Daniel Koehler e Nathália Scalco

Considerando as exigências dispostas na LGPD, para se manterem em conformidade e evitar sanções que poderão ser advertência, multas de até 2% do faturamento (limitado a 50 milhões de reais) e cessação da utilização daqueles dados.

segunda-feira, 3 de setembro de 2018

Atualizado em 24 de setembro de 2019 12:49

Foi sancionada, no dia 14/8/18, pelo presidente da República, com vetos pontuais, a lei 13.709 que dispõe sobre a proteção de dados pessoais, especialmente nos meios digitais, e altera o Marco Civil da Internet (lei 12.965/14).

A nova lei, já conhecida como lei geral de proteção de dados (LGPD), tem origem no PL da Câmara Federal PLC 53/18, aprovado por unanimidade e em regime de urgência pelo Plenário do Senado, em julho. A mobilização no legislativo foi intensificada após a ampla publicidade que foi dada ao vazamento de dados dos usuários do Facebook, coletados e utilizados pela empresa Cambridge Analytica nas últimas eleições nos Estados Unidos.

Com inspiração direta no Regulamento Geral de Proteção de Dados (General Data Protection Regulation - "GDPR") da União Europeia, que entrou em vigor em maio deste ano (após prazo de dois anos de adaptação), a legislação brasileira visa garantir maior controle dos cidadãos sobre a coleta, utilização, transferência, correção e processamento de seus dados pessoais.

Fundamentado nos princípios da privacidade, autodeterminação informativa, liberdade de expressão, informação e inviolabilidade da intimidade, honra e imagem - direitos fundamentais estabelecidos pela Constituição Federal Brasileira - o texto da LGPD estabelece de forma sistematizada, abrangente e com maior rigidez e organização os critérios para realização de operações com dados pessoais por pessoas físicas e jurídicas de direito público e privado, ressalvada a utilização de dados por pessoa física para uso particular e não econômico, e para fins exclusivamente jornalísticos, artísticos, acadêmicos, de segurança nacional ou investigação policial.

Importante destacar que as regras não estão restritas ao meio digital. São aplicáveis a todo e qualquer meio de coleta, utilização e transmissão de dados pessoais.

A partir da entrada em vigor da lei, em fevereiro de 2020, o uso de dados pessoais somente poderá se dar mediante o consentimento expresso e formal do titular da informação, que deverá ter a sua disposição indicações da finalidade, forma e duração do tratamento dos dados.

Do ponto de vista empresarial, será necessária uma reformulação geral no formato de tratamento de dados utilizado pelas empresas, visando maior transparência e o aculturamento de suas ações, com base em estabelecimento de políticas de boas práticas e segurança, perante os consumidores.

Veja-se que a LGPD exige que o controlador dos dados, a quem compete a tomada de decisão em relação aos dados, indique uma pessoa natural, denominado de encarregado, que será o responsável por supervisionar e fiscalizar o cumprimento das regras e servirá como um canal de facilitação da comunicação entre os titulares dos dados e aquele que os trata.

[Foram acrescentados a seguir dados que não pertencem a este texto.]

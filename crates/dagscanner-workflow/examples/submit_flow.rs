use std::env;
use std::sync::Arc;
use std::time::Duration;

use async_trait::async_trait;
use dagscanner_core::error::Result;
use dagscanner_core::traits::{AnalysisContract, ScoringBackend, WalletProvider};
use dagscanner_core::types::{
    AnalysisResult, FeeQuote, SubmissionOutcome, TransactionHandle, WalletSession,
};
use dagscanner_wallet::WalletSessionManager;
use dagscanner_workflow::{SubmissionWorkflow, WorkflowConfig};
use ethereum_types::{Address, H256, U256};
use tokio::sync::broadcast;
use tracing::info;

/// Provedor de carteira em memória, já conectado
struct DemoWallet {
    events: broadcast::Sender<Vec<Address>>,
}

#[async_trait]
impl WalletProvider for DemoWallet {
    async fn current_account(&self) -> Option<Address> {
        Some(Address::from_low_u64_be(0xA11CE))
    }

    async fn request_connection(&self) -> Result<Address> {
        Ok(Address::from_low_u64_be(0xA11CE))
    }

    fn subscribe_accounts(&self) -> broadcast::Receiver<Vec<Address>> {
        self.events.subscribe()
    }
}

/// Backend de scoring em memória
struct DemoScoring;

#[async_trait]
impl ScoringBackend for DemoScoring {
    async fn analyze(&self, address: &str) -> Result<AnalysisResult> {
        Ok(AnalysisResult {
            address: address.to_string(),
            score: 82,
            status: "Secure".to_string(),
        })
    }
}

/// Contrato em memória que confirma imediatamente
struct DemoContract;

#[async_trait]
impl AnalysisContract for DemoContract {
    async fn fee_quote(&self) -> Result<FeeQuote> {
        Ok(FeeQuote {
            amount_wei: U256::from(10_000_000_000_000_000u64),
            as_decimal: "0.01".to_string(),
        })
    }

    async fn submit_result(
        &self,
        _result: &AnalysisResult,
        _fee: &FeeQuote,
    ) -> Result<TransactionHandle> {
        Ok(TransactionHandle(H256::from_low_u64_be(0xdeadbeef)))
    }

    async fn await_confirmation(
        &self,
        handle: TransactionHandle,
        _timeout: Duration,
    ) -> Result<String> {
        Ok(handle.to_string())
    }
}

#[tokio::main]
async fn main() -> anyhow::Result<()> {
    tracing_subscriber::fmt::init();

    let args: Vec<String> = env::args().collect();
    let target = args
        .get(1)
        .cloned()
        .unwrap_or_else(|| "0xABC...123".to_string());

    let (events, _) = broadcast::channel(8);
    let wallet = WalletSessionManager::new(Arc::new(DemoWallet { events })).await;
    let session: WalletSession = wallet.session();
    info!(conectada = session.is_connected(), "sessão detectada");

    let flow = SubmissionWorkflow::new(
        Arc::new(DemoContract),
        Arc::new(DemoScoring),
        wallet.watch(),
        WorkflowConfig::default(),
    );

    match flow.submit(&target).await {
        Some(SubmissionOutcome::Succeeded {
            result,
            tx_reference,
        }) => {
            info!(
                endereco = %result.address,
                score = result.score,
                status = %result.status,
                tx = %tx_reference,
                "análise registrada"
            );
        }
        Some(SubmissionOutcome::Failed { error, scored }) => {
            info!(erro = %error, pontuado = scored.is_some(), "submissão falhou");
        }
        other => info!(?other, "desfecho inesperado"),
    }
    Ok(())
}
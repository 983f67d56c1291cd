/*!
 * DAGScanner Traits
 *
 * Interfaces de capacidade entre o fluxo de submissão e seus colaboradores.
 * Cada colaborador externo é consumido através de uma destas traits para
 * permitir substituição por dublês em teste.
 */

use crate::error::Result;
use crate::types::{AnalysisResult, FeeQuote, TransactionHandle};
use async_trait::async_trait;
use ethereum_types::Address;
use std::time::Duration;
use tokio::sync::broadcast;

/// Superfície consumida do provedor de carteira
#[async_trait]
pub trait WalletProvider: Send + Sync {
    /// Lê a conta que o provedor já tem conectada, sem prompt ao usuário
    ///
    /// Ausência de provedor não é erro: retorna `None`.
    async fn current_account(&self) -> Option<Address>;

    /// Solicita acesso ao provedor, com prompt ao usuário
    ///
    /// Falha com `ProviderMissing` ou `UserRejected`.
    async fn request_connection(&self) -> Result<Address>;

    /// Inscreve-se nas notificações de troca de contas do provedor
    ///
    /// Cada evento carrega a lista de contas conectadas; lista vazia
    /// significa desconexão.
    fn subscribe_accounts(&self) -> broadcast::Receiver<Vec<Address>>;
}

/// Superfície consumida do contrato de análise on-chain
#[async_trait]
pub trait AnalysisContract: Send + Sync {
    /// Cotação vigente da taxa de análise
    ///
    /// Presa à sessão ativa: após uma transição de sessão a cotação é
    /// relida do contrato.
    async fn fee_quote(&self) -> Result<FeeQuote>;

    /// Envia a escrita paga com os campos do resultado inalterados
    ///
    /// Falha com `UserRejected` (assinatura recusada) ou
    /// `TransactionSubmission` para qualquer outro erro de envio.
    async fn submit_result(
        &self,
        result: &AnalysisResult,
        fee: &FeeQuote,
    ) -> Result<TransactionHandle>;

    /// Aguarda a mineração da transação dentro do tempo limite dado
    ///
    /// Retorna a referência final da transação; falha com
    /// `TransactionFailed` em caso de revert ou `ConfirmationTimeout`.
    async fn await_confirmation(
        &self,
        handle: TransactionHandle,
        timeout: Duration,
    ) -> Result<String>;
}

/// Superfície consumida do backend de scoring
#[async_trait]
pub trait ScoringBackend: Send + Sync {
    /// Uma única troca requisição/resposta com o backend
    ///
    /// Nunca repete a chamada automaticamente; retry é decisão do chamador.
    async fn analyze(&self, address: &str) -> Result<AnalysisResult>;
}
use dagscanner_core::error::Error;
use dagscanner_core::traits::ScoringBackend;
use dagscanner_scoring::{ScoringClient, ScoringConfig};
use serde_json::json;
use wiremock::matchers::{body_json, method, path};
use wiremock::{Mock, MockServer, ResponseTemplate};

async fn client_for(server: &MockServer) -> ScoringClient {
    ScoringClient::new(ScoringConfig::new(format!("{}/api/analyze", server.uri()))).unwrap()
}

#[tokio::test]
async fn successful_analysis_is_parsed() {
    let server = MockServer::start().await;
    Mock::given(method("POST"))
        .and(path("/api/analyze"))
        .and(body_json(json!({ "address": "0xABC...123" })))
        .respond_with(ResponseTemplate::new(200).set_body_json(json!({
            "address": "0xABC...123",
            "score": 82,
            "status": "Secure"
        })))
        .mount(&server)
        .await;

    let result = client_for(&server).await.analyze("0xABC...123").await.unwrap();
    assert_eq!(result.address, "0xABC...123");
    assert_eq!(result.score, 82);
    assert_eq!(result.status, "Secure");
}

#[tokio::test]
async fn input_is_trimmed_before_sending() {
    let server = MockServer::start().await;
    Mock::given(method("POST"))
        .and(body_json(json!({ "address": "0xabc" })))
        .respond_with(ResponseTemplate::new(200).set_body_json(json!({
            "address": "0xabc",
            "score": 10,
            "status": "Risk"
        })))
        .expect(1)
        .mount(&server)
        .await;

    let result = client_for(&server).await.analyze("  0xabc  ").await.unwrap();
    assert_eq!(result.address, "0xabc");
}

#[tokio::test]
async fn backend_error_carries_status_and_message() {
    let server = MockServer::start().await;
    Mock::given(method("POST"))
        .respond_with(ResponseTemplate::new(429).set_body_json(json!({ "error": "rate limited" })))
        .mount(&server)
        .await;

    let err = client_for(&server).await.analyze("0xabc").await.unwrap_err();
    assert_eq!(
        err,
        Error::BackendError {
            status: 429,
            message: "rate limited".to_string()
        }
    );
}

#[tokio::test]
async fn unparseable_error_body_falls_back_to_generic_message() {
    let server = MockServer::start().await;
    Mock::given(method("POST"))
        .respond_with(ResponseTemplate::new(502).set_body_string("bad gateway"))
        .mount(&server)
        .await;

    let err = client_for(&server).await.analyze("0xabc").await.unwrap_err();
    assert_eq!(
        err,
        Error::BackendError {
            status: 502,
            message: "erro do backend".to_string()
        }
    );
}

#[tokio::test]
async fn empty_input_never_reaches_the_backend() {
    let server = MockServer::start().await;
    Mock::given(method("POST"))
        .respond_with(ResponseTemplate::new(200))
        .expect(0)
        .mount(&server)
        .await;

    let client = client_for(&server).await;
    assert_eq!(client.analyze("").await.unwrap_err(), Error::EmptyInput);
    assert_eq!(client.analyze("   ").await.unwrap_err(), Error::EmptyInput);
}

#[tokio::test]
async fn transport_failure_is_a_network_error() {
    // Porta 9 (discard): conexão recusada
    let client = ScoringClient::new(ScoringConfig::new("http://127.0.0.1:9/api/analyze")).unwrap();
    let err = client.analyze("0xabc").await.unwrap_err();
    assert!(matches!(err, Error::NetworkError(_)));
}

#[tokio::test]
async fn out_of_range_score_is_rejected() {
    let server = MockServer::start().await;
    Mock::given(method("POST"))
        .respond_with(ResponseTemplate::new(200).set_body_json(json!({
            "address": "0xabc",
            "score": 250,
            "status": "Secure"
        })))
        .mount(&server)
        .await;

    let err = client_for(&server).await.analyze("0xabc").await.unwrap_err();
    assert!(matches!(err, Error::NetworkError(_)));
}

#[test]
fn missing_endpoint_fails_closed() {
    assert!(matches!(
        ScoringClient::new(ScoringConfig::new("")),
        Err(Error::NetworkError(_))
    ));
    assert!(matches!(
        ScoringClient::new(ScoringConfig::new("   ")),
        Err(Error::NetworkError(_))
    ));
}
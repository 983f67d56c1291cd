use std::sync::Arc;

use dagscanner_core::error::Result;
use dagscanner_core::traits::WalletProvider;
use dagscanner_core::types::WalletSession;
use dagscanner_core::utils::short_account;
use ethereum_types::Address;
use tokio::sync::{broadcast, watch};
use tokio::task::JoinHandle;

/// Gerenciador da sessão de carteira
///
/// Dono exclusivo do `WalletSession` corrente. Publica um snapshot novo a
/// cada transição em um canal `watch`; consumidores leem o snapshot mais
/// recente no momento em que precisam dele, nunca uma captura viva.
pub struct WalletSessionManager<P: WalletProvider> {
    provider: Arc<P>,
    session_tx: Arc<watch::Sender<WalletSession>>,
    listener: JoinHandle<()>,
}

impl<P: WalletProvider + 'static> WalletSessionManager<P> {
    /// Cria o gerenciador, detectando qualquer sessão que o provedor já
    /// tenha (sem prompt) e inscrevendo-se nos eventos de troca de conta
    pub async fn new(provider: Arc<P>) -> Self {
        let account = provider.current_account().await;
        if let Some(acc) = account {
            tracing::info!(conta = %short_account(&acc), "sessão pré-existente detectada");
        }

        let initial = WalletSession {
            account,
            chain_binding_valid: account.is_some(),
            epoch: 0,
        };
        let (session_tx, _) = watch::channel(initial);
        let session_tx = Arc::new(session_tx);

        let events = provider.subscribe_accounts();
        let listener = tokio::spawn(Self::listen(events, session_tx.clone()));

        Self {
            provider,
            session_tx,
            listener,
        }
    }

    /// Solicita conexão ao provedor, com prompt ao usuário
    ///
    /// Em caso de sucesso a sessão é publicada imediatamente, sem esperar
    /// o evento do provedor.
    pub async fn connect(&self) -> Result<Address> {
        let account = self.provider.request_connection().await?;
        tracing::info!(conta = %short_account(&account), "carteira conectada");
        Self::publish(&self.session_tx, Some(account));
        Ok(account)
    }

    /// Snapshot mais recente da sessão
    pub fn session(&self) -> WalletSession {
        self.session_tx.borrow().clone()
    }

    /// Canal de observação para consumidores (fluxo de submissão, cliente
    /// de contrato)
    pub fn watch(&self) -> watch::Receiver<WalletSession> {
        self.session_tx.subscribe()
    }

    async fn listen(
        mut events: broadcast::Receiver<Vec<Address>>,
        session_tx: Arc<watch::Sender<WalletSession>>,
    ) {
        loop {
            match events.recv().await {
                Ok(accounts) => {
                    let account = accounts.first().copied();
                    if account.is_none() {
                        tracing::warn!("provedor reportou zero contas; sessão encerrada");
                    }
                    Self::publish(&session_tx, account);
                }
                Err(broadcast::error::RecvError::Lagged(missed)) => {
                    // Apenas o estado mais recente importa
                    tracing::debug!(perdidos = missed, "eventos de conta perdidos");
                }
                Err(broadcast::error::RecvError::Closed) => break,
            }
        }
    }

    fn publish(session_tx: &watch::Sender<WalletSession>, account: Option<Address>) {
        session_tx.send_if_modified(|session| {
            if session.account == account {
                return false;
            }
            session.account = account;
            session.chain_binding_valid = account.is_some();
            session.epoch += 1;
            true
        });
    }
}

impl<P: WalletProvider> Drop for WalletSessionManager<P> {
    fn drop(&mut self) {
        // Inscrição com escopo: garante o cancelamento no teardown
        self.listener.abort();
    }
}
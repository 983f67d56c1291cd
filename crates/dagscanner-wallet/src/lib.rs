/*!
 * dagscanner-wallet
 *
 * Gerenciamento da sessão de carteira: detecta uma sessão pré-existente,
 * solicita conexão quando pedido e acompanha os eventos de troca de conta
 * do provedor pelo tempo de vida do gerenciador.
 */

mod manager;

pub use manager::WalletSessionManager;
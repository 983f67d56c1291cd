/*!
 * DAGScanner Core
 *
 * Tipos e utilitários compartilhados para a workspace DAGScanner
 */

pub mod error;
pub mod traits;
pub mod types;
pub mod utils;

// Re-exportações públicas
pub use error::Error;
pub use types::*;
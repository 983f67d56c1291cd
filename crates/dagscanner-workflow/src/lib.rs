/*!
 * dagscanner-workflow
 *
 * O fluxo de submissão de análises: valida a entrada, exige sessão de
 * carteira, consulta o backend de scoring, envia a escrita paga on-chain e
 * aguarda a confirmação, publicando o estado final com o erro classificado
 * ou o resultado e a referência da transação.
 */

mod workflow;

pub use workflow::{SubmissionWorkflow, WorkflowConfig, WorkflowState};
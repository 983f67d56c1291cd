use std::sync::atomic::{AtomicBool, Ordering};
use std::sync::Arc;
use std::time::Duration;

use dagscanner_core::error::Error;
use dagscanner_core::traits::{AnalysisContract, ScoringBackend};
use dagscanner_core::types::{AnalysisRequest, AnalysisResult, SubmissionOutcome, WalletSession};
use tokio::sync::watch;

/// Estados de uma invocação do fluxo de submissão
#[derive(Debug, Clone, Copy, PartialEq, Eq)]
pub enum WorkflowState {
    Idle,
    Validating,
    AwaitingScore,
    AwaitingWalletSignature,
    AwaitingConfirmation,
    Settled,
}

/// Configuração do fluxo de submissão
#[derive(Debug, Clone)]
pub struct WorkflowConfig {
    /// Espera máxima pela confirmação on-chain de uma invocação
    pub confirmation_timeout: Duration,
}

impl Default for WorkflowConfig {
    fn default() -> Self {
        Self {
            confirmation_timeout: Duration::from_secs(120),
        }
    }
}

/// Fluxo de submissão de análises
///
/// Dono exclusivo do `SubmissionOutcome` corrente e da flag de invocação em
/// andamento. Cada passo lê o snapshot de sessão mais recente no momento em
/// que precisa dele; o score é sempre obtido antes de qualquer escrita
/// on-chain, e a escrita é tentada no máximo uma vez por invocação.
pub struct SubmissionWorkflow<C: AnalysisContract, S: ScoringBackend> {
    contract: Arc<C>,
    scoring: Arc<S>,
    session: watch::Receiver<WalletSession>,
    config: WorkflowConfig,
    in_flight: AtomicBool,
    state_tx: watch::Sender<WorkflowState>,
    outcome_tx: watch::Sender<SubmissionOutcome>,
}

/// Libera a flag de invocação em qualquer saída, inclusive panic
struct InFlightGuard<'a>(&'a AtomicBool);

impl Drop for InFlightGuard<'_> {
    fn drop(&mut self) {
        self.0.store(false, Ordering::Release);
    }
}

impl<C: AnalysisContract, S: ScoringBackend> SubmissionWorkflow<C, S> {
    pub fn new(
        contract: Arc<C>,
        scoring: Arc<S>,
        session: watch::Receiver<WalletSession>,
        config: WorkflowConfig,
    ) -> Self {
        let (state_tx, _) = watch::channel(WorkflowState::Idle);
        let (outcome_tx, _) = watch::channel(SubmissionOutcome::Pending);
        Self {
            contract,
            scoring,
            session,
            config,
            in_flight: AtomicBool::new(false),
            state_tx,
            outcome_tx,
        }
    }

    /// Estado corrente da invocação
    pub fn state(&self) -> WorkflowState {
        *self.state_tx.borrow()
    }

    /// Canal de observação do estado, para a camada de apresentação
    pub fn watch_state(&self) -> watch::Receiver<WorkflowState> {
        self.state_tx.subscribe()
    }

    /// Desfecho corrente
    pub fn outcome(&self) -> SubmissionOutcome {
        self.outcome_tx.borrow().clone()
    }

    /// Canal de observação do desfecho
    pub fn watch_outcome(&self) -> watch::Receiver<SubmissionOutcome> {
        self.outcome_tx.subscribe()
    }

    /// Dispara uma invocação do fluxo para o endereço candidato
    ///
    /// Retorna `None` quando já existe uma invocação em andamento: o
    /// disparo é ignorado sem tocar nenhum colaborador. Um novo disparo
    /// após um estado terminal descarta o desfecho anterior por inteiro.
    pub async fn submit(&self, candidate: &str) -> Option<SubmissionOutcome> {
        if self
            .in_flight
            .compare_exchange(false, true, Ordering::AcqRel, Ordering::Acquire)
            .is_err()
        {
            tracing::debug!("disparo ignorado: invocação em andamento");
            return None;
        }
        let _guard = InFlightGuard(&self.in_flight);

        self.state_tx.send_replace(WorkflowState::Idle);
        self.outcome_tx.send_replace(SubmissionOutcome::Pending);

        let outcome = self.run(candidate).await;

        self.state_tx.send_replace(WorkflowState::Settled);
        self.outcome_tx.send_replace(outcome.clone());
        Some(outcome)
    }

    async fn run(&self, candidate: &str) -> SubmissionOutcome {
        self.state_tx.send_replace(WorkflowState::Validating);
        let request = match AnalysisRequest::new(candidate) {
            Ok(request) => request,
            Err(error) => return fail(error, None),
        };

        // Snapshot no momento do uso, nunca uma captura viva
        let session = self.session.borrow().clone();
        let Some(account) = session.account else {
            return fail(Error::WalletNotConnected, None);
        };
        tracing::info!(conta = %format!("{:#x}", account), alvo = %request.target_address, "iniciando submissão");

        self.state_tx.send_replace(WorkflowState::AwaitingScore);
        let result = match self.scoring.analyze(&request.target_address).await {
            Ok(result) => result,
            // Falha de scoring nunca chega à etapa on-chain
            Err(error) => return fail(error, None),
        };
        tracing::info!(score = result.score, status = %result.status, "score recebido");

        self.state_tx
            .send_replace(WorkflowState::AwaitingWalletSignature);
        let fee = match self.contract.fee_quote().await {
            Ok(fee) => fee,
            Err(error) => return fail(error, Some(result)),
        };

        // Campos do resultado passados adiante inalterados
        let handle = match self.contract.submit_result(&result, &fee).await {
            Ok(handle) => handle,
            Err(error) => return fail(error, Some(result)),
        };

        self.state_tx
            .send_replace(WorkflowState::AwaitingConfirmation);
        match self
            .contract
            .await_confirmation(handle, self.config.confirmation_timeout)
            .await
        {
            Ok(tx_reference) => {
                tracing::info!(tx = %tx_reference, "análise registrada on-chain");
                SubmissionOutcome::Succeeded {
                    result,
                    tx_reference,
                }
            }
            // Pontuado mas não registrado: o score obtido é preservado
            Err(error) => fail(error, Some(result)),
        }
    }
}

fn fail(error: Error, scored: Option<AnalysisResult>) -> SubmissionOutcome {
    tracing::warn!(erro = %error, "submissão encerrada com falha");
    SubmissionOutcome::Failed { error, scored }
}
use thiserror::Error;

/// Erros comuns da workspace DAGScanner
///
/// Toda falha de colaborador é mapeada em exatamente uma destas variantes
/// antes de chegar ao usuário.
#[derive(Error, Debug, Clone, PartialEq, Eq)]
pub enum Error {
    /// Endereço vazio ou apenas espaços
    #[error("informe um endereço de contrato")]
    EmptyInput,

    /// Nenhuma conta conectada para assinar a transação
    #[error("conecte sua carteira antes de analisar")]
    WalletNotConnected,

    /// Nenhum provedor de carteira disponível no ambiente
    #[error("nenhum provedor de carteira encontrado")]
    ProviderMissing,

    /// Assinatura recusada pelo usuário
    #[error("transação rejeitada pelo usuário")]
    UserRejected,

    /// Contrato inacessível no endereço/ABI esperados (rede errada inclusa)
    #[error("falha ao inicializar o contrato: {0}")]
    ContractInit(String),

    /// Resposta não-2xx do backend de scoring
    #[error("erro do backend ({status}): {message}")]
    BackendError { status: u16, message: String },

    /// Falha de transporte na comunicação com o backend
    #[error("erro de rede: {0}")]
    NetworkError(String),

    /// Falha ao enviar a transação (fundos, gás, RPC)
    #[error("falha ao enviar transação: {0}")]
    TransactionSubmission(String),

    /// Transação minerada mas revertida
    #[error("transação revertida: {0}")]
    TransactionFailed(String),

    /// Confirmação não chegou dentro do tempo limite
    #[error("tempo esgotado aguardando confirmação da transação")]
    ConfirmationTimeout,
}

/// Tipo de resultado usado em toda a workspace
pub type Result<T> = std::result::Result<T, Error>;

Tal encarregado, junto com o controlador e operador dos dados poderá ser responsabilizado por eventual infração aos preceitos legais, o que gera uma preocupação a mais para a reformulação do método de uso de dados pelas empresas.

Para garantir a adequação à lei será necessário que as empresas ajustem seus "termos e condições gerais de privacidade" a fim de abarcar a indicação clara da forma, motivo e duração da utilização dos dados pessoais, criando um procedimento simples e efetivo para obtenção de autorização expressa e formal dos consumidores, bem como um mecanismo de alteração e exclusão dos dados, mediante solicitação do usuário.

Essa reformulação importará em investimento econômico e desenvolvimento tecnológico, de forma a garantir a conformidade das práticas comerciais à legislação e contribuirá para o estabelecimento de segurança dos dados, o que poderá, inclusive, ser um diferencial da empresa frente aos seus concorrentes.

Adicionalmente, também será se responsabilidade dos entes que tratarão dados pessoais, a informação a respeito de incidentes de segurança dos dados, e eventual vazamento aos titulares e ao público geral, a depender da gravidade de sua natureza.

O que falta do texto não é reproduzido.